NLRB, 706 F.2d at 1260.
The MCL plaintiffs alleged a conspiracy between HMOs
and McKesson to develop McKesson’s database software to
manipulate CPT processing in order to underpay physicians.
McKesson was alleged to have “played a central role in the
conspiracy” as “a co-conspirator, an agent of the
Defendants, an intermediary, and the hub of the
conspiracy.” MCL, 430 F.Supp.2d at 1342. That conspiracy
involved the CPT system, which was allegedly used to
defraud physicians by “covertly denying payments to
physicians based on financially expedient cost and
actuarial criteria rather than medical necessity,
processing physicians’ bills using automated programs which
54
manipulate standard coding practices to artificially reduce
the amount they are paid, and . . . systematically delaying
payments to gain increased use of the physicians’ funds.”
Klay, 382 F.3d at 1247 (quoting Provider Plaintiffs’ Second
Amended, Consolidated Class Action Complaint ¶ 6).
The PFAC here also involves alleged manipulation of
data to underpay physicians, but here the transactions,
evidence, and underlying facts differ considerably from
those at issue in MCL. Unlike in MCL, where McKesson
played a crucial role in the alleged conspiracy and where
“much of [the plaintiffs’] evidence of conspiracy c[ame]
from McKesson,” here there is no alleged participation by
third party software developers in the UCR scheme.
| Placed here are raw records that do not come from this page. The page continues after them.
use std::fmt;
use std::str::FromStr;

/// Rendering cost tier. Ordered from cheapest to most expensive.
#[derive(Clone, Copy, Debug, PartialEq, Eq, PartialOrd, Ord, Hash, Default)]
pub enum QualityTier {
    Low,
    Medium,
    #[default]
    High,
}

/// Immutable per-tier render parameters.
///
/// `scale` multiplies the CSS-pixel × DPR backing size of the canvas;
/// `low_dpi_scale` is used instead on displays below the low-DPI threshold.
/// The iteration counts are baked into the ocean shader as constants.
#[derive(Clone, Copy, Debug, PartialEq)]
pub struct QualityProfile {
    pub scale: f32,
    pub low_dpi_scale: f32,
    pub raymarch_steps: u32,
    pub wave_iter_raymarch: u32,
    pub wave_iter_normal: u32,
    pub fbm_octaves: u32,
}

pub const QUALITY_TIERS: [QualityTier; 3] =
    [QualityTier::Low, QualityTier::Medium, QualityTier::High];

const LOW: QualityProfile = QualityProfile {
    scale: 0.25,
    low_dpi_scale: 0.425,
    raymarch_steps: 20,
    wave_iter_raymarch: 4,
    wave_iter_normal: 16,
    fbm_octaves: 2,
};

const MEDIUM: QualityProfile = QualityProfile {
    scale: 0.35,
    low_dpi_scale: 0.595,
    raymarch_steps: 24,
    wave_iter_raymarch: 6,
    wave_iter_normal: 16,
    fbm_octaves: 3,
};

const HIGH: QualityProfile = QualityProfile {
    scale: 0.4,
    low_dpi_scale: 0.68,
    raymarch_steps: 32,
    wave_iter_raymarch: 8,
    wave_iter_normal: 16,
    fbm_octaves: 4,
};

#[derive(Debug, Clone, PartialEq, Eq, thiserror::Error)]
#[error("unknown quality tier `{0}` (expected low, medium or high)")]
pub struct ParseTierError(pub String);

impl QualityTier {
    pub fn profile(self) -> &'static QualityProfile {
        match self {
            QualityTier::Low => &LOW,
            QualityTier::Medium => &MEDIUM,
            QualityTier::High => &HIGH,
        }
    }

    pub fn index(self) -> usize {
        match self {
            QualityTier::Low => 0,
            QualityTier::Medium => 1,
            QualityTier::High => 2,
        }
    }

    /// One tier cheaper, or `None` at the floor.
    pub fn lower(self) -> Option<QualityTier> {
        self.index().checked_sub(1).map(|i| QUALITY_TIERS[i])
    }

    /// One tier more expensive, or `None` at the ceiling.
    pub fn higher(self) -> Option<QualityTier> {
        QUALITY_TIERS.get(self.index() + 1).copied()
    }

    pub fn as_str(self) -> &'static str {
        match self {
            QualityTier::Low => "low",
            QualityTier::Medium => "medium",
            QualityTier::High => "high",
        }
    }
}

impl QualityProfile {
    /// Backing-store scale for a display with the given device pixel ratio.
    pub fn render_scale(&self, device_pixel_ratio: f64) -> f32 {
        if device_pixel_ratio < super::constants::LOW_DPI_THRESHOLD {
            self.low_dpi_scale
        } else {
            self.scale
        }
    }
}

/// Canvas backing size in device pixels for a CSS viewport, never zero.
pub fn backing_size(css_width: f64, css_height: f64, dpr: f64, tier: QualityTier) -> (u32, u32) {
    let scale = tier.profile().render_scale(dpr) as f64;
    let w = (css_width * dpr * scale).floor().max(1.0) as u32;
    let h = (css_height * dpr * scale).floor().max(1.0) as u32;
    (w, h)
}

impl fmt::Display for QualityTier {
    fn fmt(&self, f: &mut fmt::Formatter<'_>) -> fmt::Result {
        f.write_str(self.as_str())
    }
}

impl FromStr for QualityTier {
    type Err = ParseTierError;

    fn from_str(s: &str) -> Result<Self, Self::Err> {
        match s.trim().to_ascii_lowercase().as_str() {
            "low" => Ok(QualityTier::Low),
            "medium" => Ok(QualityTier::Medium),
            "high" => Ok(QualityTier::High),
            other => Err(ParseTierError(other.to_string())),
        }
    }
}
MCL,
1340 F.Supp.2d at 1342. The MCL plaintiffs claimed, and
the MCL Court acknowledged in its decision, that “the
McKesson advisory committees were the principal avenue
through which the Defendants and supposed co-conspirators
met and allegedly conspired.” Id. This case, on the other
hand, involves Defendants’ alleged manipulation of its own
databases to reduce UCR reimbursements. Transactions,
evidence, and facts relating to McKesson -– which were
crucial to the MCL Court’s findings –- are entirely
unrelated to this litigation.
Defendants note that one of the alleged examples of
55
wire fraud in the MCL litigation was the promulgation of
internal guidelines instructing that providers be told that
“reimbursement rates are based on information about the
usual and customary charges of physicians” instead of “on
industry guidelines obtained from the Health Insurance
Association of America.” (Defs.’ Reply to Suppl. Auth. 3
(quoting Am. Civil RICO Case Statement Pursuant to Local
Rule 12.1, dated April 20, 2001, at 132, ¶ 8).) Defendants
also point out that certain depositions taken in the MCL
litigation at times addressed facts, evidence, and
transactions involving the HIAA and that document requests
included broad language such as “all documents describing
the database(s) used in setting premiums.” (Defs.’ Reply
to Suppl. Auth. 4, n.7 (citing Provider Pls.’ First Request
for Prod. Of Documents to all Defs., dated Oct. 1, 2002).)
However, the MCL Court never refers to any of these facts.
Neither the MCL summary judgment decision nor the earlier
Eleventh Circuit decision in the same litigation addresses
facts and evidence that are crucial to the proposed amended
claims here. Neither contains any mention of usual,
customary, or reasonable rates or the setting of such
rates; the HIAA; Ingenix databases; or PHCS.